Start of Information supplied

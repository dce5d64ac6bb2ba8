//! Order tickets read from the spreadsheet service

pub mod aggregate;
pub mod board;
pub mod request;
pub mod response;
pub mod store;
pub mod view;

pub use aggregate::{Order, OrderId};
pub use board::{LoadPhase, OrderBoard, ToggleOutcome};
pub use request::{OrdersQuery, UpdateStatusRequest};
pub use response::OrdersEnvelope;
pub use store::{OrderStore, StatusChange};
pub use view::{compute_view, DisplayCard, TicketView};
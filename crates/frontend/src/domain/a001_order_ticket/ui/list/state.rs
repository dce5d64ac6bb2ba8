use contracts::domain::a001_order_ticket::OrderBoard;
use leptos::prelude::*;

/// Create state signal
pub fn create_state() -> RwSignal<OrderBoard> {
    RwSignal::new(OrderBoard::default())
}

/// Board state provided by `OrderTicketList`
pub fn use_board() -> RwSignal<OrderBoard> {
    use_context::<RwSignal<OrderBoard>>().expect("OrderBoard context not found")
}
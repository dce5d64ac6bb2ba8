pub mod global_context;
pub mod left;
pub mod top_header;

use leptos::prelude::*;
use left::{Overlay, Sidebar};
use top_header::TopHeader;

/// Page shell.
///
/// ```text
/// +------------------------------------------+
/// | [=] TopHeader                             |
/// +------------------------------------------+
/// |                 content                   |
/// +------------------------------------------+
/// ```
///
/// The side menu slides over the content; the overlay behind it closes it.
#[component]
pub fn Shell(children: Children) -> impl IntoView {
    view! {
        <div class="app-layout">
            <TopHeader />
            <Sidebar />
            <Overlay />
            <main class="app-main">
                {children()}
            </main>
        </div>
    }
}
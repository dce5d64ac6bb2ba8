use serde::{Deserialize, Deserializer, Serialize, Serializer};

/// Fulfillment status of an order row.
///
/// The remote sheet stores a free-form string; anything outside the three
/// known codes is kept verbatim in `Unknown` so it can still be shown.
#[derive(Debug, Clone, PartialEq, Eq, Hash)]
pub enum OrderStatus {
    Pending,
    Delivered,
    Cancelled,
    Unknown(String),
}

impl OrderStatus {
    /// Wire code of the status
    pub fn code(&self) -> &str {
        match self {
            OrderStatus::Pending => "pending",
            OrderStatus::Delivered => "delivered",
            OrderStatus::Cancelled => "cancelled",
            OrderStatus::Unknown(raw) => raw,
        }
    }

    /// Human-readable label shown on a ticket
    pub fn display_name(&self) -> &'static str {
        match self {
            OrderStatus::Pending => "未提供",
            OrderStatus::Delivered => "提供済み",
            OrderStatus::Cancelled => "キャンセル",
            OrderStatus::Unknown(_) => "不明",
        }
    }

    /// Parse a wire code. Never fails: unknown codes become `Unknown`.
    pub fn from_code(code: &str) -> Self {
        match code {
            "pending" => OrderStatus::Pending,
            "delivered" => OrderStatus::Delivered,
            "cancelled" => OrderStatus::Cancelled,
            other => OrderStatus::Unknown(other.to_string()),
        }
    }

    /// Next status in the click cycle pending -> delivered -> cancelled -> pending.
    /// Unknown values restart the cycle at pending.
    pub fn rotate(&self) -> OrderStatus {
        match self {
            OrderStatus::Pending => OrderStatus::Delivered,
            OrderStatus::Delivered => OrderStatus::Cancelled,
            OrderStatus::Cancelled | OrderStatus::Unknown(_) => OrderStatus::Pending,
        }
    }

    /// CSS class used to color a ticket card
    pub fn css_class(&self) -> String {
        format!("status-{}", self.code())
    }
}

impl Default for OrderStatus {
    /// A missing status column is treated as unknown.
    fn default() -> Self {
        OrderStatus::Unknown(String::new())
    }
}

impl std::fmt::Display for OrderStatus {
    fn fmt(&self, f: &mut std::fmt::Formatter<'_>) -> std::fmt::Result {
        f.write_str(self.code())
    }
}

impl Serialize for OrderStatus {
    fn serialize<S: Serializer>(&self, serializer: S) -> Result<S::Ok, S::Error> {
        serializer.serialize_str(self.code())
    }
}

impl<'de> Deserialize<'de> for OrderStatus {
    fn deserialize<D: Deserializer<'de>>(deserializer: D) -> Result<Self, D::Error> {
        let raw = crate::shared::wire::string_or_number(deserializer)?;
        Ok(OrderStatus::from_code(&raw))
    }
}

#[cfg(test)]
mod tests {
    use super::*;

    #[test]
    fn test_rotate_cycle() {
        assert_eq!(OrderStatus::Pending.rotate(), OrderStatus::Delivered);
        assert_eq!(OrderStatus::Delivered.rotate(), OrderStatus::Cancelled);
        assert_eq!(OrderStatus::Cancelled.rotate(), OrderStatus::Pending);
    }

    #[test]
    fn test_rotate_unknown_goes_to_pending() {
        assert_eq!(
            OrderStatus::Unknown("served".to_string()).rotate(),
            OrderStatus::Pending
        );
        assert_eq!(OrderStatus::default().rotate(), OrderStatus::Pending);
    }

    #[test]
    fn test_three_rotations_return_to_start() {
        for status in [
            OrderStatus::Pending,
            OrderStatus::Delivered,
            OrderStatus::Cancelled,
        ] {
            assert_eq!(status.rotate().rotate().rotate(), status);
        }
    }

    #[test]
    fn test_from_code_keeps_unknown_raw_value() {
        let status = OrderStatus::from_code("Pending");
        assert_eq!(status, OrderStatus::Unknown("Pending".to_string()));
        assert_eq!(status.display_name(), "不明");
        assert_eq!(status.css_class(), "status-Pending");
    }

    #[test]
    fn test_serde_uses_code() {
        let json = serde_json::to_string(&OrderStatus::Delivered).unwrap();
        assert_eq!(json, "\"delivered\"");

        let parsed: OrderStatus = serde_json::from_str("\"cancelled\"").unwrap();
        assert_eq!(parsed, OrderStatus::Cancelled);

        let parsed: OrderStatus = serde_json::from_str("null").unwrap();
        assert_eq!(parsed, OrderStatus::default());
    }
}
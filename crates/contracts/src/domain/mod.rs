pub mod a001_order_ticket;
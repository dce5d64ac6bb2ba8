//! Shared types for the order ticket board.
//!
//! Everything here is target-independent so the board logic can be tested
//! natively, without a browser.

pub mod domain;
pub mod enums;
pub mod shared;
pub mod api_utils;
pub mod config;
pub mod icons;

End of Information supplied

Requirement >> Only the count is needed: the number of lines in the data that include the word "TopHeader".

Reply >> 3